Researchers of SPEC, in collaboration with teams of the C2N (Palaiseau, France) and NIMS (Tsukuba, Japan) as well as the startup CRYOHEMT (Orsay, France) recently published an article in Nature physics.
The authors :
- Raphaëlle DELAGRANGE
- Manjari GARG
- Gaëlle LE BRETON
- Aifei ZHANG
- Quan DONG
- Yong JIN
- Kenji WATANABE
- Takashi TANIGUCHI
- Preden ROULLEAU
- Olivier MAILLET
- Patrice ROCHE
- François PARMENTIER
Under high perpendicular magnetic field and at low temperatures, graphene develops an insulating state at the charge neutrality point. This state, dubbed nu=0, is due to the interplay between electronic interactions and the four-fold spin and valley degeneracies in the flat band formed by the n=0 Landau level. Determining the ground state of nu=0, including its spin and valley polarization, has been a theoretical and experimental undertaking for almost two decades. Here, we present experiments probing the bulk thermal transport properties of monolayer graphene at nu=0, which directly probe its ground state and collective excitations. We observe a vanishing bulk thermal transport, in contradiction with the expected ground state, predicted to have a finite thermal conductance even at very low temperature.
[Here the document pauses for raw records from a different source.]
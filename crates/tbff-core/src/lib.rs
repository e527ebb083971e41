//! # tbff-core
//! Foundation types and traits for the TBFF flow network.

pub mod constants;
pub mod error;
pub mod traits;
pub mod types;
pub mod validation;
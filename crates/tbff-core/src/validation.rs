//! Structural validation of network snapshots.
//!
//! Two levels:
//!
//! - **Snapshot** ([`validate_network`]): referential integrity and value
//!   ranges across the whole network. Run by the engine before every
//!   propagation so dangling references fail fast instead of silently
//!   dropping flow.
//! - **Boundary** ([`sanitize_flow`], [`sanitize_percentage`]): single values
//!   entering through caller edits. Non-finite input is rejected, finite
//!   out-of-range input is clamped.

use std::collections::HashSet;

use crate::error::NetworkError;
use crate::types::{FlowNetwork, FlowNode};

/// Validate a complete network snapshot.
///
/// - Node ids and allocation ids are unique
/// - Every node passes [`validate_node`]
/// - At most one overflow sink, and `overflow_node_id` names exactly it
/// - Every allocation references existing nodes and is not a self-loop
/// - Every percentage is finite and within `[0, 1]`
pub fn validate_network(network: &FlowNetwork) -> Result<(), NetworkError> {
    let mut node_ids = HashSet::with_capacity(network.nodes.len());
    for node in &network.nodes {
        if !node_ids.insert(node.id.as_str()) {
            return Err(NetworkError::DuplicateNode(node.id.to_string()));
        }
        validate_node(node)?;
    }

    validate_overflow_sink(network)?;

    let mut allocation_ids = HashSet::with_capacity(network.allocations.len());
    for allocation in &network.allocations {
        if !allocation_ids.insert(allocation.id.as_str()) {
            return Err(NetworkError::DuplicateAllocation(allocation.id.to_string()));
        }
        for endpoint in [&allocation.source_node_id, &allocation.target_node_id] {
            if !node_ids.contains(endpoint.as_str()) {
                return Err(NetworkError::DanglingReference {
                    allocation: allocation.id.to_string(),
                    node: endpoint.to_string(),
                });
            }
        }
        if allocation.source_node_id == allocation.target_node_id {
            return Err(NetworkError::SelfLoop(allocation.id.to_string()));
        }
        if !allocation.percentage.is_finite() || !(0.0..=1.0).contains(&allocation.percentage) {
            return Err(NetworkError::InvalidPercentage {
                allocation: allocation.id.to_string(),
                value: allocation.percentage,
            });
        }
    }

    Ok(())
}

/// Validate a single node's caller-supplied values.
///
/// - `external_flow` is finite and non-negative (zero on the sink)
/// - `min_absorption` is finite and non-negative
/// - `max_absorption` is non-negative and at least `min_absorption`;
///   `+inf` is allowed
pub fn validate_node(node: &FlowNode) -> Result<(), NetworkError> {
    let flow = node.external_flow;
    if !flow.is_finite() || flow < 0.0 || (node.is_overflow_sink && flow != 0.0) {
        return Err(NetworkError::InvalidFlow {
            node: node.id.to_string(),
            value: flow,
        });
    }

    let (min, max) = (node.min_absorption, node.max_absorption);
    // NaN fails every comparison below.
    let thresholds_ok = min.is_finite() && min >= 0.0 && max >= min;
    if !thresholds_ok {
        return Err(NetworkError::InvalidThresholds {
            node: node.id.to_string(),
            min,
            max,
        });
    }

    Ok(())
}

/// Check that the sink flag and the `overflow_node_id` back-reference agree.
fn validate_overflow_sink(network: &FlowNetwork) -> Result<(), NetworkError> {
    let mut sinks = network.nodes.iter().filter(|n| n.is_overflow_sink);
    let sink = sinks.next();
    if sinks.next().is_some() {
        return Err(NetworkError::MultipleOverflowSinks);
    }

    match (&network.overflow_node_id, sink) {
        (None, None) => Ok(()),
        (Some(id), Some(sink)) if *id == sink.id => Ok(()),
        (Some(id), _) => Err(NetworkError::OverflowSinkMismatch(id.to_string())),
        (None, Some(sink)) => Err(NetworkError::OverflowSinkMismatch(sink.id.to_string())),
    }
}

/// Accept a caller-supplied external flow, clamping negatives to zero.
pub fn sanitize_flow(node: &str, value: f64) -> Result<f64, NetworkError> {
    if !value.is_finite() {
        return Err(NetworkError::InvalidFlow {
            node: node.to_string(),
            value,
        });
    }
    Ok(value.max(0.0))
}

/// Accept a caller-supplied percentage, clamping into `[0, 1]`.
pub fn sanitize_percentage(allocation: &str, value: f64) -> Result<f64, NetworkError> {
    if !value.is_finite() {
        return Err(NetworkError::InvalidPercentage {
            allocation: allocation.to_string(),
            value,
        });
    }
    Ok(value.clamp(0.0, 1.0))
}
//! Propagation engine implementing the [`FlowPropagator`] trait.
//!
//! Nodes are addressed by their position in `FlowNetwork::nodes` for the
//! whole run. Allocations are resolved once into per-node route lists, so
//! an iteration is two passes over flat vectors with no id lookups.

use std::collections::HashMap;

use tbff_core::error::{ConfigError, NetworkError};
use tbff_core::traits::{FlowPropagator, PropagationObserver};
use tbff_core::types::{FlowNetwork, FlowNode, PropagationResult};
use tbff_core::validation::validate_network;

use crate::config::EngineConfig;
use crate::node::update_node_properties;
use crate::observer::TracingObserver;
use crate::overflow::reconcile_overflow_sink;
use crate::particles::seed_particles;
use crate::totals::recompute_totals;

/// The production propagator.
///
/// Each run:
/// - validates the snapshot and works on a copy of it
/// - iterates until the largest inflow change drops below the threshold
///   or the iteration cap is hit
/// - reconciles the overflow sink, seeds particles and recomputes totals
#[derive(Debug, Clone, Default)]
pub struct FlowEngine {
    config: EngineConfig,
}

impl FlowEngine {
    /// Create an engine with the default configuration.
    pub fn new() -> Self {
        Self::default()
    }

    /// Create an engine with a validated configuration.
    pub fn with_config(config: EngineConfig) -> Result<Self, ConfigError> {
        config.validate()?;
        Ok(Self { config })
    }

    pub fn config(&self) -> &EngineConfig {
        &self.config
    }

    /// Run the iteration loop in place. Returns `(iterations, converged)`.
    ///
    /// Derived fields are refreshed once more after the loop so they match
    /// the last accepted inflows.
    fn iterate(
        &self,
        nodes: &mut [FlowNode],
        routes: &[Vec<Route>],
        observer: &mut dyn PropagationObserver,
    ) -> (u32, bool) {
        let mut iterations = 0;
        let mut converged = false;
        let mut next = vec![0.0; nodes.len()];

        while iterations < self.config.max_iterations && !converged {
            iterations += 1;
            nodes.iter_mut().for_each(update_node_properties);

            for (slot, node) in next.iter_mut().zip(nodes.iter()) {
                *slot = node.external_flow;
            }
            // Outflow from nodes without routes is dropped here and picked
            // up by the overflow sink after the loop.
            for (node, out) in nodes.iter().zip(routes) {
                if node.outflow <= 0.0 {
                    continue;
                }
                for route in out {
                    next[route.target] += node.outflow * route.percentage;
                }
            }

            let max_change = nodes
                .iter()
                .zip(&next)
                .map(|(node, inflow)| (inflow - node.inflow).abs())
                .fold(0.0, f64::max);
            converged = max_change < self.config.convergence_threshold;

            for (node, inflow) in nodes.iter_mut().zip(&next) {
                node.inflow = *inflow;
            }
            observer.on_iteration(iterations, max_change, converged);
        }

        nodes.iter_mut().for_each(update_node_properties);
        (iterations, converged)
    }
}

/// One outgoing edge, resolved to the target's index.
#[derive(Debug, Clone, Copy)]
struct Route {
    target: usize,
    percentage: f64,
}

/// Resolve every allocation to a route on its source's list.
fn build_routes(network: &FlowNetwork) -> Result<Vec<Vec<Route>>, NetworkError> {
    let index: HashMap<&str, usize> = network
        .nodes
        .iter()
        .enumerate()
        .map(|(i, n)| (n.id.as_str(), i))
        .collect();
    let resolve = |allocation: &str, node: &str| {
        index
            .get(node)
            .copied()
            .ok_or_else(|| NetworkError::DanglingReference {
                allocation: allocation.to_string(),
                node: node.to_string(),
            })
    };

    let mut routes = vec![Vec::new(); network.nodes.len()];
    for a in &network.allocations {
        let source = resolve(a.id.as_str(), a.source_node_id.as_str())?;
        let target = resolve(a.id.as_str(), a.target_node_id.as_str())?;
        routes[source].push(Route {
            target,
            percentage: a.percentage,
        });
    }
    Ok(routes)
}

impl FlowPropagator for FlowEngine {
    fn propagate_observed(
        &self,
        network: &FlowNetwork,
        observer: &mut dyn PropagationObserver,
    ) -> Result<PropagationResult, NetworkError> {
        validate_network(network)?;
        let routes = build_routes(network)?;

        let mut net = network.clone();
        for node in &mut net.nodes {
            node.inflow = node.external_flow;
        }
        observer.on_start(&net);

        let (iterations, converged) = self.iterate(&mut net.nodes, &routes, observer);

        reconcile_overflow_sink(&mut net, &self.config, observer);
        let particles = seed_particles(&net);
        recompute_totals(&mut net);

        let result = PropagationResult {
            network: net,
            iterations,
            converged,
            particles,
        };
        observer.on_finish(&result);
        Ok(result)
    }

    fn propagate(&self, network: &FlowNetwork) -> Result<PropagationResult, NetworkError> {
        self.propagate_observed(network, &mut TracingObserver)
    }
}

#[cfg(test)]
mod tests {
    use super::*;
    use crate::config::SinkPolicy;
    use crate::edit::create_allocation;
    use tbff_core::types::{Allocation, FlowNode, NodeId, NodeStatus};

    fn node(id: &str, max: f64) -> FlowNode {
        FlowNode::new(id, id, 0.0, max)
    }

    fn close(a: f64, b: f64) -> bool {
        (a - b).abs() < 1e-6
    }

    fn linear_chain() -> FlowNetwork {
        FlowNetwork::new(
            "linear",
            vec![
                node("a", 50.0).with_external_flow(100.0),
                node("b", 30.0),
                node("c", 40.0),
            ],
            vec![
                Allocation::new("ab", "a", "b", 1.0),
                Allocation::new("bc", "b", "c", 1.0),
            ],
        )
    }

    fn cycle() -> FlowNetwork {
        FlowNetwork::new(
            "cycle",
            vec![node("a", 1.0).with_external_flow(100.0), node("b", 1.0)],
            vec![
                Allocation::new("ab", "a", "b", 1.0),
                Allocation::new("ba", "b", "a", 1.0),
            ],
        )
    }

    fn single_overflowing() -> FlowNetwork {
        FlowNetwork::new(
            "single",
            vec![node("x", 20.0).with_external_flow(200.0)],
            vec![],
        )
    }

    #[test]
    fn linear_chain_steady_state() {
        let result = FlowEngine::new().propagate(&linear_chain()).unwrap();
        assert!(result.converged);
        assert_eq!(result.iterations, 3);

        let net = &result.network;
        let a = net.node("a").unwrap();
        let b = net.node("b").unwrap();
        let c = net.node("c").unwrap();
        assert!(close(a.absorbed, 50.0) && close(a.outflow, 50.0));
        assert!(close(b.absorbed, 30.0) && close(b.outflow, 20.0));
        assert!(close(c.absorbed, 20.0) && close(c.outflow, 0.0));
        assert_eq!(b.status, NodeStatus::Saturated);
        assert!(net.overflow_node_id.is_none());
    }

    #[test]
    fn split_then_merge() {
        let net = FlowNetwork::new(
            "split",
            vec![
                node("source", 20.0).with_external_flow(100.0),
                node("project-a", 40.0),
                node("project-b", 40.0),
                node("commons", 30.0),
            ],
            vec![
                Allocation::new("sa", "source", "project-a", 0.6),
                Allocation::new("sb", "source", "project-b", 0.4),
                Allocation::new("ac", "project-a", "commons", 1.0),
                Allocation::new("bc", "project-b", "commons", 1.0),
            ],
        );
        let result = FlowEngine::new().propagate(&net).unwrap();
        assert!(result.converged);

        let out = &result.network;
        let pa = out.node("project-a").unwrap();
        let pb = out.node("project-b").unwrap();
        let commons = out.node("commons").unwrap();
        assert!(close(out.node("source").unwrap().outflow, 80.0));
        assert!(close(pa.inflow, 48.0) && close(pa.absorbed, 40.0) && close(pa.outflow, 8.0));
        assert!(close(pb.inflow, 32.0) && close(pb.absorbed, 32.0) && close(pb.outflow, 0.0));
        assert!(close(commons.inflow, 8.0) && close(commons.absorbed, 8.0));
        assert!(close(out.total_inflow, 100.0));
        assert!(close(out.total_absorbed, 100.0));
    }

    #[test]
    fn unallocated_excess_inserts_sink() {
        let result = FlowEngine::new().propagate(&single_overflowing()).unwrap();
        assert!(result.converged);
        assert_eq!(result.iterations, 1);

        let net = &result.network;
        assert_eq!(net.overflow_node_id, Some(NodeId::from("overflow-sink")));
        let sink = net.overflow_sink().unwrap();
        assert!(close(sink.inflow, 180.0));
        assert!(close(sink.absorbed, 180.0));
        assert_eq!(sink.status, NodeStatus::Healthy);
        assert!(result
            .particles
            .iter()
            .any(|p| p.allocation_id == "virtual_x_overflow"));
    }

    #[test]
    fn sink_removed_once_excess_is_allocated() {
        let engine = FlowEngine::new();
        let first = engine.propagate(&single_overflowing()).unwrap();

        let mut edited = first.network.clone();
        edited.nodes.push(node("y", 1_000.0));
        create_allocation(&mut edited, "x", "y", 1.0).unwrap();

        let second = engine.propagate(&edited).unwrap();
        assert!(second.network.overflow_node_id.is_none());
        assert!(second.network.nodes.iter().all(|n| !n.is_overflow_sink));
        assert!(close(second.network.node("y").unwrap().absorbed, 180.0));
    }

    #[test]
    fn set_once_sink_is_not_refed() {
        let engine = FlowEngine::new();
        let first = engine.propagate(&single_overflowing()).unwrap();
        let second = engine.propagate(&first.network).unwrap();
        let sink = second.network.overflow_sink().unwrap();
        assert_eq!(sink.inflow, 0.0);
        assert_eq!(second.network.nodes.len(), 2);
    }

    #[test]
    fn recompute_policy_refeeds_sink() {
        let engine = FlowEngine::with_config(EngineConfig {
            sink_policy: SinkPolicy::RecomputeEachRun,
            ..EngineConfig::default()
        })
        .unwrap();
        let first = engine.propagate(&single_overflowing()).unwrap();
        let second = engine.propagate(&first.network).unwrap();
        assert!(close(second.network.overflow_sink().unwrap().inflow, 180.0));
    }

    #[test]
    fn cycle_hits_iteration_cap() {
        let result = FlowEngine::new().propagate(&cycle()).unwrap();
        assert!(!result.converged);
        assert_eq!(result.iterations, 100);
        for n in &result.network.nodes {
            assert!((n.absorbed + n.outflow - n.inflow).abs() < 1e-6);
            assert!(n.absorbed <= n.max_absorption);
        }
    }

    #[test]
    fn configured_cap_is_respected() {
        let engine = FlowEngine::with_config(EngineConfig {
            max_iterations: 2,
            ..EngineConfig::default()
        })
        .unwrap();
        let result = engine.propagate(&cycle()).unwrap();
        assert_eq!(result.iterations, 2);
        assert!(!result.converged);
    }

    #[test]
    fn invalid_config_rejected() {
        let err = FlowEngine::with_config(EngineConfig {
            max_iterations: 0,
            ..EngineConfig::default()
        })
        .unwrap_err();
        assert_eq!(err, ConfigError::ZeroIterations);
    }

    #[test]
    fn input_snapshot_is_untouched() {
        let input = linear_chain();
        let before = input.clone();
        FlowEngine::new().propagate(&input).unwrap();
        assert_eq!(input, before);
    }

    #[test]
    fn dangling_reference_fails_fast() {
        let mut net = linear_chain();
        net.allocations.push(Allocation::new("cz", "c", "ghost", 1.0));
        let err = FlowEngine::new().propagate(&net).unwrap_err();
        assert_eq!(
            err,
            NetworkError::DanglingReference {
                allocation: "cz".into(),
                node: "ghost".into(),
            }
        );
    }

    #[test]
    fn empty_network_converges_immediately() {
        let result = FlowEngine::new()
            .propagate(&FlowNetwork::new("empty", vec![], vec![]))
            .unwrap();
        assert!(result.converged);
        assert_eq!(result.iterations, 1);
        assert!(result.particles.is_empty());
    }

    #[derive(Default)]
    struct Recorder {
        started: usize,
        iterations: Vec<(u32, bool)>,
        inserted: Vec<NodeId>,
        refed: Vec<(NodeId, f64)>,
        finished: usize,
    }

    impl PropagationObserver for Recorder {
        fn on_start(&mut self, _network: &FlowNetwork) {
            self.started += 1;
        }
        fn on_iteration(&mut self, iteration: u32, _max_change: f64, converged: bool) {
            self.iterations.push((iteration, converged));
        }
        fn on_sink_inserted(&mut self, sink: &FlowNode) {
            self.inserted.push(sink.id.clone());
        }
        fn on_sink_refed(&mut self, sink: &FlowNode, added: f64) {
            self.refed.push((sink.id.clone(), added));
        }
        fn on_finish(&mut self, _result: &PropagationResult) {
            self.finished += 1;
        }
    }

    #[test]
    fn observer_sees_every_event() {
        let mut recorder = Recorder::default();
        FlowEngine::new()
            .propagate_observed(&single_overflowing(), &mut recorder)
            .unwrap();
        assert_eq!(recorder.started, 1);
        assert_eq!(recorder.iterations, vec![(1, true)]);
        assert_eq!(recorder.inserted, vec![NodeId::from("overflow-sink")]);
        assert_eq!(recorder.finished, 1);
        assert!(recorder.refed.is_empty());
    }

    #[test]
    fn observer_sees_refeed_under_recompute_policy() {
        let engine = FlowEngine::with_config(EngineConfig {
            sink_policy: SinkPolicy::RecomputeEachRun,
            ..EngineConfig::default()
        })
        .unwrap();
        let first = engine.propagate(&single_overflowing()).unwrap();

        let mut recorder = Recorder::default();
        engine
            .propagate_observed(&first.network, &mut recorder)
            .unwrap();
        assert!(recorder.inserted.is_empty());
        assert_eq!(recorder.refed.len(), 1);
        assert_eq!(recorder.refed[0].0, NodeId::from("overflow-sink"));
        assert!(close(recorder.refed[0].1, 180.0));
    }

    #[test]
    fn observer_not_called_on_invalid_input() {
        let mut net = linear_chain();
        net.allocations.push(Allocation::new("aa", "a", "a", 1.0));
        let mut recorder = Recorder::default();
        assert!(FlowEngine::new()
            .propagate_observed(&net, &mut recorder)
            .is_err());
        assert_eq!(recorder.started, 0);
    }
}
//! Integration test suite for the TBFF flow engine.
//!
//! Runs the engine end to end on the sample scenarios, drives the overflow
//! sink through its lifecycle via caller edits, and checks the engine's
//! invariants on randomly generated networks.

pub mod helpers;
Our result highlight the need for further investigations on the nature of nu=0.
© François Parmentier – CNRS
The four possible ground states of ν=0, shown as two spins (red and blue arrows) distributed on the honeycomb lattice of graphene.
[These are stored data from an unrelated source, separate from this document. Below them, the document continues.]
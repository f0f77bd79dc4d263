use std::sync::Arc;
use tracing::info;
use tracing_subscriber::{layer::SubscriberExt, util::SubscriberInitExt};

use photo_uploads::{
    api,
    config::{Config, StorageBackend},
    object_store as obj,
    storage::Database,
    AppState,
};

#[tokio::main]
async fn main() -> anyhow::Result<()> {
    // Initialize tracing
    let env_filter =
        tracing_subscriber::EnvFilter::try_from_default_env().unwrap_or_else(|_| "info".into());

    let log_format = std::env::var("LOG_FORMAT").unwrap_or_default();
    match log_format.to_lowercase().as_str() {
        "gcp" => {
            tracing_subscriber::registry()
                .with(env_filter)
                .with(tracing_stackdriver::layer())
                .init();
        }
        "json" => {
            tracing_subscriber::registry()
                .with(env_filter)
                .with(
                    tracing_subscriber::fmt::layer()
                        .json()
                        .with_target(true)
                        .with_span_list(false),
                )
                .init();
        }
        _ => {
            tracing_subscriber::registry()
                .with(env_filter)
                .with(tracing_subscriber::fmt::layer())
                .init();
        }
    }

    info!(version = env!("CARGO_PKG_VERSION"), "photo-uploads starting");

    let config = Config::load()?;

    let db = Database::open(&config.node.data_dir)?;
    info!("Database opened at: {}", config.node.data_dir);

    let blobs: Arc<dyn obj::BlobStore> = match config.storage.backend {
        StorageBackend::Local => {
            let store = obj::LocalStore::new(&config.storage.upload_dir)?;
            info!("Using local upload root at: {}", config.storage.upload_dir);
            Arc::new(store)
        }
        StorageBackend::Gcs => {
            let bucket = config
                .storage
                .gcs_bucket
                .as_deref()
                .ok_or_else(|| anyhow::anyhow!("GCS_BUCKET is required for the gcs backend"))?;
            let store =
                obj::GcsStore::new(bucket, config.storage.gcs_credentials_file.as_deref()).await?;
            info!("Using GCS storage backend, bucket: {}", bucket);
            Arc::new(store)
        }
    };

    let state = Arc::new(AppState::new(config.clone(), db, blobs));

    let app = api::create_router(Arc::clone(&state));
    let listener = tokio::net::TcpListener::bind(&config.node.bind_address).await?;
    info!("Listening on: {}", config.node.bind_address);

    axum::serve(listener, app)
        .with_graceful_shutdown(shutdown_signal())
        .await?;

    info!("Shutdown complete");
    Ok(())
}

async fn shutdown_signal() {
    let ctrl_c = async {
        tokio::signal::ctrl_c()
            .await
            .expect("Failed to install Ctrl+C handler");
    };

    #[cfg(unix)]
    let terminate = async {
        tokio::signal::unix::signal(tokio::signal::unix::SignalKind::terminate())
            .expect("Failed to install SIGTERM handler")
            .recv()
            .await;
    };

    #[cfg(not(unix))]
    let terminate = std::future::pending::<()>();

    tokio::select! {
        _ = ctrl_c => {},
        _ = terminate => {},
    }

    info!("Shutdown signal received, draining connections");
}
Yellow: antiferromagnetic phase: the two opposite pins reside on a separate sublattice.
Purple: ferromagnetic phase: the two spins are aligned, each on its sublattice.
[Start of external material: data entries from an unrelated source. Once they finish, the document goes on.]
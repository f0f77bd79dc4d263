use chrono::{DateTime, Utc};
use serde::{Deserialize, Serialize};

/// Three-state patch value for partial updates.
/// Unlike `Option<Option<T>>`, each variant has a distinct wire representation.
#[derive(Debug, Clone, Default, PartialEq, Serialize, Deserialize)]
pub enum Patch<T> {
    /// Field was not included in the request (no change).
    #[default]
    Absent,
    /// Field was explicitly set to null (clear it).
    Null,
    /// Field was set to a new value.
    Value(T),
}

impl<T> From<Option<Option<T>>> for Patch<T> {
    fn from(v: Option<Option<T>>) -> Self {
        match v {
            None => Patch::Absent,
            Some(None) => Patch::Null,
            Some(Some(v)) => Patch::Value(v),
        }
    }
}

impl<T> Patch<T> {
    pub fn is_absent(&self) -> bool {
        matches!(self, Patch::Absent)
    }
}

/// Where an upload sits in its lifecycle. Derived from the record, never stored.
#[derive(Debug, Clone, Copy, PartialEq, Eq, Serialize, Deserialize)]
#[serde(rename_all = "snake_case")]
pub enum UploadState {
    /// Created, no bytes received yet.
    Pending,
    /// Some but not all bytes received.
    InProgress,
    /// `offset == size`.
    Complete,
}

/// One in-flight or completed upload, stored in redb
#[derive(Debug, Clone, Serialize, Deserialize)]
pub struct UploadRecord {
    pub id: String,
    /// Blob store key currently holding the bytes (temp key until completion).
    pub url: String,
    /// Sanitized client filename.
    pub filename: String,
    pub size: u64,
    pub offset: u64,
    pub created_at: DateTime<Utc>,
    pub updated_at: DateTime<Utc>,

    #[serde(default)]
    pub report_id: Option<String>,
}

impl UploadRecord {
    pub fn is_complete(&self) -> bool {
        self.offset == self.size
    }

    pub fn state(&self) -> UploadState {
        if self.is_complete() {
            UploadState::Complete
        } else if self.offset == 0 {
            UploadState::Pending
        } else {
            UploadState::InProgress
        }
    }
}

/// Partial update applied by `UploadRecordStore::update`
#[derive(Debug, Clone, Default, Serialize, Deserialize)]
pub struct UploadPatch {
    #[serde(default)]
    pub offset: Option<u64>,
    #[serde(default)]
    pub url: Option<String>,
    #[serde(default)]
    pub report_id: Patch<String>,
}

impl UploadPatch {
    pub fn is_empty(&self) -> bool {
        self.offset.is_none() && self.url.is_none() && self.report_id.is_absent()
    }
}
Orange: Kekule distortion phase: the two opposite spins live on a superposition of the two sublattices.
Cyan: sublattice polarized phase: the two opposite spins live on the same sublattice.
The central cartoon depicts the principle of the experiment, where heat is carried for a hot electrode (red) to a cold one (purple) across ν=0. Only the antiferromagnetic and Kekule distortion phase are thermal conductors at low temperature.